• **Prompt**: Using the records below, filter for lines that contain the string "assert" and copy them out.

===

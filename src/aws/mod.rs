//! AWS capability seams and SDK adapters
//!
//! Reconcilers and registrars depend on the narrow traits in this module
//! ([`TransitGatewayClient`], [`RamClient`], [`SnsClient`],
//! [`TransitGatewayClientFactory`]); production wires the SDK adapters,
//! tests supply mocks.

pub mod arn;
pub mod ec2;
pub mod factory;
pub mod ram;
pub mod sns;
pub mod types;

pub use arn::Arn;
pub use ec2::{Ec2TransitGatewayClient, TransitGatewayClient, PREFIX_LIST_MAX_ENTRIES};
pub use factory::{
    assume_role_config, CachingClientFactory, ClientBuilder, StsClientBuilder,
    TransitGatewayClientFactory, DEFAULT_CLIENT_TTL,
};
pub use ram::{RamClient, SdkRamClient};
pub use sns::{SdkSnsClient, SnsClient};

/// True for the error codes AWS returns when a resource is already gone.
/// Deletion paths map these to success.
pub(crate) fn is_not_found_code(code: &str) -> bool {
    code.ends_with(".NotFound")
        || code == "NotFoundException"
        || code == "ResourceNotFoundException"
        || code == "UnknownResourceException"
}

#[cfg(test)]
mod tests {
    use super::*;

    #[test]
    fn not_found_codes_cover_ec2_and_ram_shapes() {
        for code in [
            "InvalidRouteTableID.NotFound",
            "InvalidAssociationID.NotFound",
            "InvalidSubnetID.NotFound",
            "InvalidVpcID.NotFound",
            "InvalidTransitGatewayID.NotFound",
            "InvalidTransitGatewayAttachmentID.NotFound",
            "InvalidPrefixListID.NotFound",
            "UnknownResourceException",
        ] {
            assert!(is_not_found_code(code), "{code}");
        }

        assert!(!is_not_found_code("UnauthorizedOperation"));
        assert!(!is_not_found_code("IncorrectState"));
    }
}
//! AWS network topology operator
//!
//! Converges AWS Transit Gateway network topologies for a fleet of managed
//! Kubernetes clusters. For every Cluster resource the operator maintains a
//! Transit Gateway, a Managed Prefix List, per-VPC attachments, cross-account
//! RAM shares and subnet routes so that workload clusters in multiple AWS
//! accounts share one hub-and-spoke private network.

pub mod annotations;
pub mod aws;
pub mod conditions;
pub mod controller;
pub mod crd;
pub mod error;
pub mod k8s;
pub mod metrics;
pub mod registrar;

pub use error::{Error, Result};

===

• **Exercise answer**:
            assert!(is_not_found_code(code), "{code}");
        assert!(!is_not_found_code("UnauthorizedOperation"));
        assert!(!is_not_found_code("IncorrectState"));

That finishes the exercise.